▶ MATERIAL SHOWN:
>>>

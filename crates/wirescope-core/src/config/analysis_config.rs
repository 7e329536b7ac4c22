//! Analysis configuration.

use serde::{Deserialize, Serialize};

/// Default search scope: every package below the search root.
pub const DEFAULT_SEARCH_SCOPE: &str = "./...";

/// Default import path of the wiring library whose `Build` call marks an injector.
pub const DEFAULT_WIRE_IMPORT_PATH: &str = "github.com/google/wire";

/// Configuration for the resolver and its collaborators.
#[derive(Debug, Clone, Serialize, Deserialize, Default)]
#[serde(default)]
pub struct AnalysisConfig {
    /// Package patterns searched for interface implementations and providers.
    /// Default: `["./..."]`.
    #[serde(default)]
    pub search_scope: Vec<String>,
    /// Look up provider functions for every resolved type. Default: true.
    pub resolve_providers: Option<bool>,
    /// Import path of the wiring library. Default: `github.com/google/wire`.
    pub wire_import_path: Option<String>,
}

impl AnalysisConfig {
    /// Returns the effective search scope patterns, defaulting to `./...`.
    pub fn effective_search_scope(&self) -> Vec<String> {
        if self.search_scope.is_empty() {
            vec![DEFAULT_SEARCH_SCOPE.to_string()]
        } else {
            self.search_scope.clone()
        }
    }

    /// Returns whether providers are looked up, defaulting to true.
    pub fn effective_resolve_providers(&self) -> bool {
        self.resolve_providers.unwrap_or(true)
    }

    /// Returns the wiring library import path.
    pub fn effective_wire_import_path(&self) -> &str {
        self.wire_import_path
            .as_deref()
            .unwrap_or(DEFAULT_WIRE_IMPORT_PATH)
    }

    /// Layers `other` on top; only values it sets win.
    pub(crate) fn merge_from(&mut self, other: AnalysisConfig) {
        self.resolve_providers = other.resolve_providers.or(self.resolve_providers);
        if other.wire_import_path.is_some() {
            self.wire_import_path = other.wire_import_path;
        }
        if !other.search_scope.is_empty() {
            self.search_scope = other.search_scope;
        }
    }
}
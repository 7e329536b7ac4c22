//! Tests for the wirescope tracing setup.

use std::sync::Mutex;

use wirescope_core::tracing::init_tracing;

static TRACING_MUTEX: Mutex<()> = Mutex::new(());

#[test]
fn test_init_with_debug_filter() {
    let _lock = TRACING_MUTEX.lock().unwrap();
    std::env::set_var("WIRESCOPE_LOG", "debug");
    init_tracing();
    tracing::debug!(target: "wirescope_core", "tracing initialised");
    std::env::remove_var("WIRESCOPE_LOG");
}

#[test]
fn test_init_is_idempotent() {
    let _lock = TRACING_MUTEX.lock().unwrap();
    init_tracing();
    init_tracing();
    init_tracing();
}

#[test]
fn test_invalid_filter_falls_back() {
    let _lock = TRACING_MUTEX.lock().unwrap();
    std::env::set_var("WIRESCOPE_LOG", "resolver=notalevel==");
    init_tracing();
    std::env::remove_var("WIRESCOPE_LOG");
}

<<<
>>>

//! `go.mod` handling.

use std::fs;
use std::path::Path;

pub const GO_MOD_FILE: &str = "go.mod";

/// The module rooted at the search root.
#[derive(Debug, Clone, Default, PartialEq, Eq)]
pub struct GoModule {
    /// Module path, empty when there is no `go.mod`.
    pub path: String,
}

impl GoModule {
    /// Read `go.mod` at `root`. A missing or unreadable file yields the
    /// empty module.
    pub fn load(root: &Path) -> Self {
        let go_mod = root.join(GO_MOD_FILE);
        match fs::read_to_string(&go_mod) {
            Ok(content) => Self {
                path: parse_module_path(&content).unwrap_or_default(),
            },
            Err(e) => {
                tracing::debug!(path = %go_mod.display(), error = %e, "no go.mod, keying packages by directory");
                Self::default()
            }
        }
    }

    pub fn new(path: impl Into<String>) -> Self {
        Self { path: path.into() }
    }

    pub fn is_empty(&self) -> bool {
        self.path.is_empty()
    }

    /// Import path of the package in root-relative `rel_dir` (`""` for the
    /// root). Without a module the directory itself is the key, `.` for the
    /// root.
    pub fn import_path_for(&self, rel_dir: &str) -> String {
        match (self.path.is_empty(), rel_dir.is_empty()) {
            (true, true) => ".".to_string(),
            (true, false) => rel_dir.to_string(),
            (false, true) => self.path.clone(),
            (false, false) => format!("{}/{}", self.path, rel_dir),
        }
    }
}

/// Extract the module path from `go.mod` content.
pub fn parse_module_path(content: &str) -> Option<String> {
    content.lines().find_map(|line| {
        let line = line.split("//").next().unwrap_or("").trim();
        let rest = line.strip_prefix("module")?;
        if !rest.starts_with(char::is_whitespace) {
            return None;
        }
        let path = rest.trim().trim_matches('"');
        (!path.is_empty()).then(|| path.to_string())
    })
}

<<<
>>>

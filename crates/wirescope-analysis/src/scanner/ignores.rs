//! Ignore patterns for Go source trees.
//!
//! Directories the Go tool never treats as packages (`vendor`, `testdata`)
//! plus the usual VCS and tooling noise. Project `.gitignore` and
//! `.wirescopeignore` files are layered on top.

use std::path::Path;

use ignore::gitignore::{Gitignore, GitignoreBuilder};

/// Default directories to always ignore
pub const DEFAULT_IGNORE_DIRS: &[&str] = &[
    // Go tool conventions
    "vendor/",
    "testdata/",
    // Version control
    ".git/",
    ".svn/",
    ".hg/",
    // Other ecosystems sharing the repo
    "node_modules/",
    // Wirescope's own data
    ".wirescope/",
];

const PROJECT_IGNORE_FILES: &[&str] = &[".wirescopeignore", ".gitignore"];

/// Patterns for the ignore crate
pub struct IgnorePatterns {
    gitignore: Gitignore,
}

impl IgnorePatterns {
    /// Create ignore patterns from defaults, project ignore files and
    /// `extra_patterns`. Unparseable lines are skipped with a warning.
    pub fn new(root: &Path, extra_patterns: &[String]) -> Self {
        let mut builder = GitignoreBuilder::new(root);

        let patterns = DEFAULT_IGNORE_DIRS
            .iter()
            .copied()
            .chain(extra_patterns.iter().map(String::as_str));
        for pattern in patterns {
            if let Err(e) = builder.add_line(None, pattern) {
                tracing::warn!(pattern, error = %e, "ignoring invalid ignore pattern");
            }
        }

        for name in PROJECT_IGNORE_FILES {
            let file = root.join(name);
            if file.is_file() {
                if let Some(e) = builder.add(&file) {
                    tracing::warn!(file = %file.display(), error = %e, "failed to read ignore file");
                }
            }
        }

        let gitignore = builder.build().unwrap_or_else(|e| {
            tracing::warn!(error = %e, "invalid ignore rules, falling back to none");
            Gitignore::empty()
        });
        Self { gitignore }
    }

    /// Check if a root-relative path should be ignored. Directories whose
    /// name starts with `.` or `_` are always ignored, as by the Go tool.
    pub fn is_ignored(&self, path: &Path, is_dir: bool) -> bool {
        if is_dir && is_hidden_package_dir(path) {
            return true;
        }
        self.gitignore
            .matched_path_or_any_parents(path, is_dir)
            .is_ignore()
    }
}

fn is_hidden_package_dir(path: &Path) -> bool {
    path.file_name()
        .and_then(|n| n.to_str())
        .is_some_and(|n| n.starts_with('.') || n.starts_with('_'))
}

<<<

▶ REQUIREMENT: Look above for the line with "plus the usual" and the line with "if let Err(e)". Write out those two lines and all the lines between them, exactly, and no others.

▶ YOUR SOLUTION:
//! plus the usual VCS and tooling noise. Project `.gitignore` and
//! `.wirescopeignore` files are layered on top.

use std::path::Path;

use ignore::gitignore::{Gitignore, GitignoreBuilder};

/// Default directories to always ignore
pub const DEFAULT_IGNORE_DIRS: &[&str] = &[
    // Go tool conventions
    "vendor/",
    "testdata/",
    // Version control
    ".git/",
    ".svn/",
    ".hg/",
    // Other ecosystems sharing the repo
    "node_modules/",
    // Wirescope's own data
    ".wirescope/",
];

const PROJECT_IGNORE_FILES: &[&str] = &[".wirescopeignore", ".gitignore"];

/// Patterns for the ignore crate
pub struct IgnorePatterns {
    gitignore: Gitignore,
}

impl IgnorePatterns {
    /// Create ignore patterns from defaults, project ignore files and
    /// `extra_patterns`. Unparseable lines are skipped with a warning.
    pub fn new(root: &Path, extra_patterns: &[String]) -> Self {
        let mut builder = GitignoreBuilder::new(root);

        let patterns = DEFAULT_IGNORE_DIRS
            .iter()
            .copied()
            .chain(extra_patterns.iter().map(String::as_str));
        for pattern in patterns {
            if let Err(e) = builder.add_line(None, pattern) {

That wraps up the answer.